Segunda jornada. La lluvia del alba nos llevaba hacia Aliseda cuando charlábamos en el coche de Ricardo, padre e hijo, nuestros amigos, y sin embargo, vecinos.

"Tú, hoy, de sacristán del niño. Que tengáis suerte". Y N.H. nos dejó de nuevo en manos de Félix, el postor. Eduardo y Cuco, compañeros de armada, nos llevaron hasta la mera encina de la tablilla. ¡Oh, marco sensorial, goce de ojos y oídos! ¡Oh, ventura de los sentidos! Una suave ladera hasta el cauce de un canoro arroyo y, al fondo, la solana densa de la mancha. "Hacia abajo no tiréis. Lo hacéis a lo que llegue y a lo que pase".

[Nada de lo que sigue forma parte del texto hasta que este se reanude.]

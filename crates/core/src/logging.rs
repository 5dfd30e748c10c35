//! Logging initialization and configuration.

use tracing_subscriber::{EnvFilter, fmt, prelude::*};

/// Default filter used when `RUST_LOG` is not set.
const DEFAULT_FILTER: &str = "info,kiln=debug";

/// Initialize the logging system with tracing.
///
/// This sets up tracing-subscriber with:
/// - Environment-based filtering (`RUST_LOG`, falling back to `info,kiln=debug`)
/// - Target and thread id on every line, which makes the device worker
///   thread distinguishable from the frame thread
///
/// Calling this more than once is harmless; later calls leave the first
/// subscriber in place.
///
/// # Example
/// ```
/// kiln_core::init_logging();
/// tracing::info!("Renderer initialized");
/// ```
pub fn init_logging() {
    let filter =
        EnvFilter::try_from_default_env().unwrap_or_else(|_| EnvFilter::new(DEFAULT_FILTER));

    let _ = tracing_subscriber::registry()
        .with(filter)
        .with(fmt::layer().with_target(true).with_thread_ids(true))
        .try_init();
}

El garzón Rodrigo vigilaba, tenso, la espesura frente a él; mientras yo, tras el tronco de la encina, mondaba naranjas y percibía la abstracción del escenario de la caza.

El HK, en sus manos, detuvo el tiempo (y la vida) de un fugaz venado y de un hosco jabalí de espesas cerdas. ¡Por Jesucristo vivo, estos muchachos insolentes! Yo me conformé, desarmado, con contemplar, impotente, cómo huían ante mí cinco de mis anheladas raposas con su polisón al viento.

En la hora de la libación, mediado el día, la cordialidad y atención de la gente montera y, apenas iniciada la hora vespertina, emprendimos el camino de regreso. Dulce lluvia de invierno sobre los campos monteros.